Cuando viajo al sur, encuentro bastantes cosas buenas e
intento que alguna de ellas se quede en mí. En mí, dentro de mí, hacerla mía y
llevarla así, conmigo, donde quiera que vaya.
La gente del Sur, sobre todo los beréber y los beduinos,
después del acto protocolario del saludo, ese en que dan los buenos días,
preguntan por el estado físico y anímico, se interesan por la familia, etc. Ese
pequeño recibimiento, excesivamente largo y pesado para los occidentales,
acostumbrados al buenos días y apretón de manos que apenas ocupa un segundo,
los beréber, después de todo eso, te fijan la mirada.
Es apenas un instante, se quedan callados, abren sus ojos
como no lo habían hecho antes, y los clavan en los tuyos.

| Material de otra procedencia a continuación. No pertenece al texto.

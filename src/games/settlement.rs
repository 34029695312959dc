//! Settlement engine
//!
//! Resolves every still-pending bet of a declared round against the declared
//! digit, and refunds pending bets of a cancelled round. Each bet is one
//! atomic store call and bets are processed concurrently. A bet that is
//! already final is skipped, so re-running either pass after a partial
//! failure only touches what is left.

use crate::errors::{StateConflict, StorageError, WingoResult};
use crate::games::taxonomy;
use crate::games::types::{Bet, BetResult, Digit, Round, RoundId};
use crate::store::{BetSettlement, GameStore, SettleOutcome};
use chrono::{DateTime, Utc};
use futures::future::join_all;
use rust_decimal::Decimal;
use serde::{Deserialize, Serialize};
use std::sync::Arc;
use tracing::{debug, error, info};

/// Tally of one settlement pass
#[derive(Debug, Clone, Default, PartialEq, Serialize, Deserialize)]
pub struct SettlementReport {
    pub round_id: RoundId,
    pub settled: usize,
    pub won: usize,
    pub lost: usize,
    /// Bets another pass had already finalised
    pub skipped: usize,
    /// Bets left PENDING because their store call failed
    pub failed: usize,
    pub total_paid: Decimal,
}

impl SettlementReport {
    fn new(round_id: RoundId) -> Self {
        Self {
            round_id,
            ..Default::default()
        }
    }

    pub fn is_complete(&self) -> bool {
        self.failed == 0
    }

    /// `PartialSettlement` if any bet is still pending
    pub fn ensure_complete(&self) -> Result<(), StorageError> {
        if self.is_complete() {
            Ok(())
        } else {
            Err(StorageError::PartialSettlement {
                round_id: self.round_id,
                failed: self.failed,
            })
        }
    }
}

/// Tally of one refund pass
#[derive(Debug, Clone, Default, PartialEq, Serialize, Deserialize)]
pub struct RefundReport {
    pub round_id: RoundId,
    pub refunded: usize,
    pub skipped: usize,
    pub failed: usize,
    pub total_refunded: Decimal,
}

/// Win/loss and payout of `bet` if `digit` is declared
pub fn resolve(bet: &Bet, digit: Digit) -> (BetResult, Decimal) {
    match taxonomy::winning_multiplier(&bet.selection, digit) {
        Some(multiplier) => (BetResult::Won, bet.amount * multiplier),
        None => (BetResult::Lost, Decimal::ZERO),
    }
}

pub struct SettlementEngine {
    store: Arc<dyn GameStore>,
}

impl SettlementEngine {
    pub fn new(store: Arc<dyn GameStore>) -> Self {
        Self { store }
    }

    /// Settle the pending bets of a declared round
    pub async fn settle_round(
        &self,
        round: &Round,
        at: DateTime<Utc>,
    ) -> WingoResult<SettlementReport> {
        let outcome = round.outcome.ok_or(StateConflict::InvalidTransition {
            round_id: round.id,
            from: round.status,
            action: "settle",
        })?;

        let pending = self.store.open_bets_for_round(round.id).await?;
        debug!(round_id = %round.id, pending = pending.len(), "Settling round");

        let results = join_all(pending.iter().map(|bet| {
            let (result, win_amount) = resolve(bet, outcome.digit);
            self.store.settle_bet(BetSettlement {
                bet_id: bet.id,
                result,
                win_amount,
                settled_at: at,
            })
        }))
        .await;

        let mut report = SettlementReport::new(round.id);
        for (bet, result) in pending.iter().zip(results) {
            match result {
                Ok(SettleOutcome::Applied(settled)) => {
                    report.settled += 1;
                    if settled.result == BetResult::Won {
                        report.won += 1;
                        report.total_paid += settled.win_amount.unwrap_or(Decimal::ZERO);
                    } else {
                        report.lost += 1;
                    }
                }
                Ok(SettleOutcome::AlreadyFinal(_)) => report.skipped += 1,
                Err(e) => {
                    error!(round_id = %round.id, bet_id = %bet.id, error = %e, "Bet settlement failed");
                    report.failed += 1;
                }
            }
        }

        info!(
            round_id = %round.id,
            period = %round.period,
            digit = %outcome.digit,
            won = report.won,
            lost = report.lost,
            skipped = report.skipped,
            failed = report.failed,
            paid = %report.total_paid,
            "Round settled"
        );
        Ok(report)
    }

    /// Refund every pending bet of a cancelled round
    pub async fn refund_round(
        &self,
        round_id: RoundId,
        at: DateTime<Utc>,
    ) -> WingoResult<RefundReport> {
        let pending = self.store.open_bets_for_round(round_id).await?;
        let results = join_all(pending.iter().map(|bet| self.store.refund_bet(bet.id, at))).await;

        let mut report = RefundReport {
            round_id,
            ..Default::default()
        };
        for (bet, result) in pending.iter().zip(results) {
            match result {
                Ok(SettleOutcome::Applied(refunded)) => {
                    report.refunded += 1;
                    report.total_refunded += refunded.amount;
                }
                Ok(SettleOutcome::AlreadyFinal(_)) => report.skipped += 1,
                Err(e) => {
                    error!(round_id = %round_id, bet_id = %bet.id, error = %e, "Bet refund failed");
                    report.failed += 1;
                }
            }
        }

        info!(
            round_id = %round_id,
            refunded = report.refunded,
            failed = report.failed,
            total = %report.total_refunded,
            "Round refunded"
        );
        Ok(report)
    }
}
use anyhow::{Result, anyhow};
use serde::Serialize;
use textpipe::get_plugin_registry;
use textpipe::plugins::{PluginDescriptor, PluginKind};

use crate::OutputFormat;

#[derive(Serialize)]
struct PluginEntry<'a> {
    kind: PluginKind,
    #[serde(flatten)]
    descriptor: &'a PluginDescriptor,
}

/// Execute the `plugins` command: list registered plugins grouped by category.
pub fn execute(format: OutputFormat) -> Result<()> {
    let registry = get_plugin_registry();
    let registry = registry
        .read()
        .map_err(|e| anyhow!("Plugin registry lock poisoned: {}", e))?;
    let descriptors = registry.descriptors();

    if format == OutputFormat::Json {
        let entries: Vec<_> = descriptors
            .into_iter()
            .map(|(kind, descriptor)| PluginEntry { kind, descriptor })
            .collect();
        println!("{}", serde_json::to_string_pretty(&entries)?);
        return Ok(());
    }

    let mut category: Option<&str> = None;
    for (kind, descriptor) in descriptors {
        if category != Some(descriptor.category.as_str()) {
            println!("{}:", descriptor.category);
            category = Some(descriptor.category.as_str());
        }
        let accepts = if descriptor.input_types.is_empty() {
            "-".to_string()
        } else {
            descriptor.input_types.join("|")
        };
        println!(
            "  {:<18} {:<7} {} -> {}  v{}",
            descriptor.name,
            kind.to_string(),
            accepts,
            if descriptor.output_type.is_empty() {
                "-"
            } else {
                descriptor.output_type.as_str()
            },
            descriptor.version
        );
        if !descriptor.description.is_empty() {
            println!("    {}", descriptor.description);
        }
    }
    Ok(())
}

Es una mirada incisiva, exploradora, preguntona, que te
desnuda y te revela.
Es esa mirada la que les sirve para conocer a las
personas. El grado de bondad y honestidad, su sinceridad y también sus
capacidades. Te conocen a partir de ahí, y, con ese breve, pero intenso y
silencioso análisis, te dan su confianza o te la retiran.
Allí cierran los tratos con la mirada antes que con la
mano o la firma. Cuando te miran y te dicen conforme, o no hay problema, o eso
está hecho, puedes dar por seguro que así será.
He visto como esa mirada deja fulminado a más de uno que
se la toman como una agresión personal. Ante el ataque sorpresa, cuando la
guardia está descuidada, agachan la mirada y dan un instintivo paso atrás, como
queriendo ganar distancia y buscando una vía de evasión. Y también he visto a
los que se han sentido cómodos y reconfortados por ese interrogatorio visual exprés.